A recent rocket attack on the twin Red Sea resorts of Eilat in Israel and Aqaba in Jordan raises the specter of renewed Bedouin violence in Egypt's Sinai peninsula, where security forces are struggling to fight crime, illegal immigration and terrorist threats, as well as to protect oil and gas pipelines.
In the wake of the attacks, an Egyptian security operation aimed at uprooting militant Palestinian and Bedouin groups as well as jihadist elements confirmed Israeli and Jordanian claims that the rockets had been launched from Sinai. It was the second such attack in four months. Security forces discovered evidence of a misfired Grad-type rocket during the operation that focused on the mountains near the resort of Taba as well as areas near Sinai's border with Gaza that have been declared off limits to foreigners.

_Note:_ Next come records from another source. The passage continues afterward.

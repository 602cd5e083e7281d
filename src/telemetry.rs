use std::{
    cmp::Ordering,
    sync::atomic::{AtomicU8, Ordering as AtomicOrdering},
};

pub const DEFAULT_LOG_LEVEL: LogLevel = LogLevel::Info;

static MIN_LEVEL: AtomicU8 = AtomicU8::new(1);

#[derive(Clone, Copy, Debug, PartialEq, Eq)]
pub enum LogLevel {
    Debug,
    Info,
    Warn,
}

impl PartialOrd for LogLevel {
    fn partial_cmp(&self, other: &Self) -> Option<Ordering> {
        Some(self.cmp(other))
    }
}

impl Ord for LogLevel {
    fn cmp(&self, other: &Self) -> Ordering {
        self.rank().cmp(&other.rank())
    }
}

impl LogLevel {
    fn rank(self) -> u8 {
        match self {
            Self::Debug => 0,
            Self::Info => 1,
            Self::Warn => 2,
        }
    }

    fn from_rank(rank: u8) -> Self {
        match rank {
            0 => Self::Debug,
            1 => Self::Info,
            _ => Self::Warn,
        }
    }

    pub fn as_str(self) -> &'static str {
        match self {
            Self::Debug => "debug",
            Self::Info => "info",
            Self::Warn => "warn",
        }
    }

    pub fn parse(value: &str) -> Option<Self> {
        match value.trim().to_ascii_lowercase().as_str() {
            "debug" => Some(Self::Debug),
            "info" => Some(Self::Info),
            "warn" => Some(Self::Warn),
            _ => None,
        }
    }
}

pub fn set_min_level(level: LogLevel) {
    MIN_LEVEL.store(level.rank(), AtomicOrdering::Relaxed);
}

pub fn min_level() -> LogLevel {
    LogLevel::from_rank(MIN_LEVEL.load(AtomicOrdering::Relaxed))
}

pub fn log_event(level: LogLevel, event: &str, fields: serde_json::Value) {
    if level < min_level() {
        return;
    }

    emit(level, &build_event(now_millis(), level, event, fields));
}

fn build_event(ts: u64, level: LogLevel, event: &str, fields: serde_json::Value) -> serde_json::Value {
    let mut payload = serde_json::Map::new();
    payload.insert("ts".to_string(), serde_json::Value::Number(ts.into()));
    payload.insert("level".to_string(), serde_json::Value::String(level.as_str().to_string()));
    payload.insert("event".to_string(), serde_json::Value::String(event.to_string()));

    if let serde_json::Value::Object(extra) = fields {
        for (key, value) in extra {
            payload.insert(key, value);
        }
    }

    serde_json::Value::Object(payload)
}

#[cfg(not(target_arch = "wasm32"))]
fn now_millis() -> u64 {
    use std::time::{SystemTime, UNIX_EPOCH};

    SystemTime::now()
        .duration_since(UNIX_EPOCH)
        .map(|value| value.as_millis() as u64)
        .unwrap_or(0)
}

#[cfg(target_arch = "wasm32")]
fn now_millis() -> u64 {
    js_sys::Date::now() as u64
}

#[cfg(not(target_arch = "wasm32"))]
fn emit(_level: LogLevel, payload: &serde_json::Value) {
    println!("{payload}");
}

#[cfg(target_arch = "wasm32")]
fn emit(level: LogLevel, payload: &serde_json::Value) {
    let line = wasm_bindgen::JsValue::from_str(&payload.to_string());
    match level {
        LogLevel::Warn => web_sys::console::warn_1(&line),
        LogLevel::Debug | LogLevel::Info => web_sys::console::log_1(&line),
    }
}

/// Browser builds pick their level from `localStorage`, so verbose logs can
/// be switched on from the devtools console without a rebuild.
#[cfg(target_arch = "wasm32")]
pub fn init_from_storage() {
    const LOG_LEVEL_KEY: &str = "portfolio-log-level";

    let level = web_sys::window()
        .and_then(|w| w.local_storage().ok().flatten())
        .and_then(|storage| storage.get_item(LOG_LEVEL_KEY).ok().flatten())
        .and_then(|value| LogLevel::parse(&value))
        .unwrap_or(DEFAULT_LOG_LEVEL);
    set_min_level(level);
}

#[cfg(test)]
mod tests {
    use super::*;
    use serde_json::json;

    #[test]
    fn event_fields_follow_envelope() {
        let payload = build_event(42, LogLevel::Info, "section.activated", json!({ "section": "section2" }));

        assert_eq!(
            payload,
            json!({ "ts": 42, "level": "info", "event": "section.activated", "section": "section2" })
        );
    }

    #[test]
    fn non_object_fields_are_ignored() {
        let payload = build_event(1, LogLevel::Warn, "bridge.failed", json!("oops"));
        assert_eq!(payload, json!({ "ts": 1, "level": "warn", "event": "bridge.failed" }));
    }

    #[test]
    fn levels_parse_and_order() {
        assert_eq!(LogLevel::parse(" DEBUG "), Some(LogLevel::Debug));
        assert_eq!(LogLevel::parse("trace"), None);
        assert!(LogLevel::Debug < LogLevel::Info);
        assert!(LogLevel::Warn > LogLevel::Info);
        assert_eq!(LogLevel::from_rank(LogLevel::Warn.rank()), LogLevel::Warn);
    }
}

Days before the attacks, security forces reportedly arrested three men in a bomb-laden vehicle they intended to explode in the resort of Sharm el Sheikh.
Egypt has long had difficulty maintaining law and order in the Sinai, crucial to the country's tourism industry. Bedouin tribesmen operate an extensive smuggling network that tunnels supplies into the beleaguered Gaza Strip and sneaks African migrants across the border into Israel. Tribesmen assisted in a spate of bombings of tourism resorts in the Sinai between 2004 and 2006 in which 145 people were killed. A group believed to be linked to al-Qaida claimed responsibility in 2005 for rocket launched from Sinai at U.S. war ships docked in the port of Aqaba, and Egypt has since announced various arrests of Palestinians seeking to launch projectiles from the peninsula.